**What you have to do**
Each line of the material must be returned exactly.

**The data**
BEGIN
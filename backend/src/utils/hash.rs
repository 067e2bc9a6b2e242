use argon2::{
    Argon2,
    password_hash::{PasswordHash, PasswordHasher, PasswordVerifier, SaltString, rand_core::OsRng},
};

use crate::error::AppError;

/// Hashes a password into a PHC string. The plaintext is never stored.
pub fn hash_password(password: &str) -> Result<String, AppError> {
    let salt = SaltString::generate(&mut OsRng);

    Argon2::default()
        .hash_password(password.as_bytes(), &salt)
        .map(|hash| hash.to_string())
        .map_err(|e| AppError::InternalServerError(e.to_string()))
}

/// Checks a password against a stored PHC string.
/// A stored value that is not a valid hash is an infrastructure fault, not a mismatch.
pub fn verify_password(password: &str, password_hash: &str) -> Result<bool, AppError> {
    let parsed_hash = PasswordHash::new(password_hash)
        .map_err(|e| AppError::InternalServerError(e.to_string()))?;

    Ok(Argon2::default()
        .verify_password(password.as_bytes(), &parsed_hash)
        .is_ok())
}

#[cfg(test)]
mod tests {
    use super::*;

    #[test]
    fn hash_is_not_plaintext_and_verifies() {
        let hash = hash_password("correct horse").unwrap();
        assert_ne!(hash, "correct horse");
        assert!(hash.starts_with("$argon2"));
        assert!(verify_password("correct horse", &hash).unwrap());
        assert!(!verify_password("wrong horse", &hash).unwrap());
    }
}
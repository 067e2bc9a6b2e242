// src/config.rs

use std::{env, fmt, str::FromStr};

use dotenvy::dotenv;

/// Runtime configuration, read once at startup.
#[derive(Debug, Clone)]
pub struct Config {
    pub database_url: String,
    pub jwt_secret: String,
    /// Lifetime of login tokens, in seconds.
    pub jwt_expiration: u64,
    /// Lifetime of the token handed out when a quiz attempt starts, in seconds.
    pub attempt_token_ttl: u64,
    pub rust_log: String,
    pub port: u16,
    pub admin_username: Option<String>,
    pub admin_password: Option<String>,
}

/// Raised when a required variable is missing or a value cannot be parsed.
#[derive(Debug)]
pub struct ConfigError(String);

impl fmt::Display for ConfigError {
    fn fmt(&self, f: &mut fmt::Formatter<'_>) -> fmt::Result {
        f.write_str(&self.0)
    }
}

impl std::error::Error for ConfigError {}

impl Config {
    pub fn from_env() -> Result<Self, ConfigError> {
        dotenv().ok();

        let database_url =
            env::var("DATABASE_URL").unwrap_or_else(|_| "sqlite://quizles.db".to_string());

        let jwt_secret =
            env::var("JWT_SECRET").map_err(|_| ConfigError("JWT_SECRET must be set".to_string()))?;

        let rust_log = env::var("RUST_LOG").unwrap_or_else(|_| "info".to_string());

        Ok(Self {
            database_url,
            jwt_secret,
            jwt_expiration: parse_or("JWT_EXPIRATION", 86_400)?,
            attempt_token_ttl: parse_or("ATTEMPT_TOKEN_TTL", 86_400)?,
            rust_log,
            port: parse_or("PORT", 3000)?,
            admin_username: env::var("ADMIN_USERNAME").ok().filter(|v| !v.is_empty()),
            admin_password: env::var("ADMIN_PASSWORD").ok().filter(|v| !v.is_empty()),
        })
    }
}

fn parse_or<T: FromStr>(key: &str, default: T) -> Result<T, ConfigError> {
    match env::var(key) {
        Ok(raw) => raw
            .trim()
            .parse()
            .map_err(|_| ConfigError(format!("{key} must be a number, got '{raw}'"))),
        Err(_) => Ok(default),
    }
}
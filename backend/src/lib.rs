// src/lib.rs

pub mod config;
pub mod error;
pub mod handlers;
pub mod models;
pub mod routes;
pub mod services;
pub mod state;
pub mod utils;

pub use routes::create_router;
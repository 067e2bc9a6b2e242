// src/services/mod.rs

pub mod accounts;
pub mod attempt;
pub mod crud;
pub mod stats;
pub mod hash;
pub mod html;
pub mod jwt;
END
**Task answer**
filename backend/src/utils/hash.rs
repository 067e2bc9a6b2e242
use argon2::{
    Argon2,
    password_hash::{PasswordHash, PasswordHasher, PasswordVerifier, SaltString, rand_core::OsRng},
};

use crate::error::AppError;

/// Hashes a password into a PHC string. The plaintext is never stored.
pub fn hash_password(password: &str) -> Result<String, AppError> {
    let salt = SaltString::generate(&mut OsRng);

    Argon2::default()
        .hash_password(password.as_bytes(), &salt)
        .map(|hash| hash.to_string())
        .map_err(|e| AppError::InternalServerError(e.to_string()))
}

/// Checks a password against a stored PHC string.
/// A stored value that is not a valid hash is an infrastructure fault, not a mismatch.
pub fn verify_password(password: &str, password_hash: &str) -> Result<bool, AppError> {
    let parsed_hash = PasswordHash::new(password_hash)
        .map_err(|e| AppError::InternalServerError(e.to_string()))?;

    Ok(Argon2::default()
        .verify_password(password.as_bytes(), &parsed_hash)
        .is_ok())
}

#[cfg(test)]
mod tests {
    use super::*;

    #[test]
    fn hash_is_not_plaintext_and_verifies() {
        let hash = hash_password("correct horse").unwrap();
        assert_ne!(hash, "correct horse");
        assert!(hash.starts_with("$argon2"));
        assert!(verify_password("correct horse", &hash).unwrap());
        assert!(!verify_password("wrong horse", &hash).unwrap());
    }
}
repository 067e2bc9a6b2e242
// src/config.rs

use std::{env, fmt, str::FromStr};

use dotenvy::dotenv;

/// Runtime configuration, read once at startup.
#[derive(Debug, Clone)]
pub struct Config {
    pub database_url: String,
    pub jwt_secret: String,
    /// Lifetime of login tokens, in seconds.
    pub jwt_expiration: u64,
    /// Lifetime of the token handed out when a quiz attempt starts, in seconds.
    pub attempt_token_ttl: u64,
    pub rust_log: String,
    pub port: u16,
    pub admin_username: Option<String>,
    pub admin_password: Option<String>,
}

/// Raised when a required variable is missing or a value cannot be parsed.
#[derive(Debug)]
pub struct ConfigError(String);

impl fmt::Display for ConfigError {
    fn fmt(&self, f: &mut fmt::Formatter<'_>) -> fmt::Result {
        f.write_str(&self.0)
    }
}

impl std::error::Error for ConfigError {}

impl Config {
    pub fn from_env() -> Result<Self, ConfigError> {
        dotenv().ok();

        let database_url =
            env::var("DATABASE_URL").unwrap_or_else(|_| "sqlite://quizles.db".to_string());

        let jwt_secret =
            env::var("JWT_SECRET").map_err(|_| ConfigError("JWT_SECRET must be set".to_string()))?;

        let rust_log = env::var("RUST_LOG").unwrap_or_else(|_| "info".to_string());

        Ok(Self {
            database_url,
            jwt_secret,
            jwt_expiration: parse_or("JWT_EXPIRATION", 86_400)?,
            attempt_token_ttl: parse_or("ATTEMPT_TOKEN_TTL", 86_400)?,
            rust_log,
            port: parse_or("PORT", 3000)?,
            admin_username: env::var("ADMIN_USERNAME").ok().filter(|v| !v.is_empty()),
            admin_password: env::var("ADMIN_PASSWORD").ok().filter(|v| !v.is_empty()),
        })
    }
}

fn parse_or<T: FromStr>(key: &str, default: T) -> Result<T, ConfigError> {
    match env::var(key) {
        Ok(raw) => raw
            .trim()
            .parse()
            .map_err(|_| ConfigError(format!("{key} must be a number, got '{raw}'"))),
        Err(_) => Ok(default),
    }
}
filename backend/src/lib.rs
// src/lib.rs

pub mod config;
pub mod error;
pub mod handlers;
pub mod models;
pub mod routes;
pub mod services;
pub mod state;
pub mod utils;

pub use routes::create_router;
repository 067e2bc9a6b2e242
// src/services/mod.rs

pub mod accounts;
pub mod attempt;
pub mod crud;
pub mod stats;
pub mod hash;
pub mod html;
pub mod jwt;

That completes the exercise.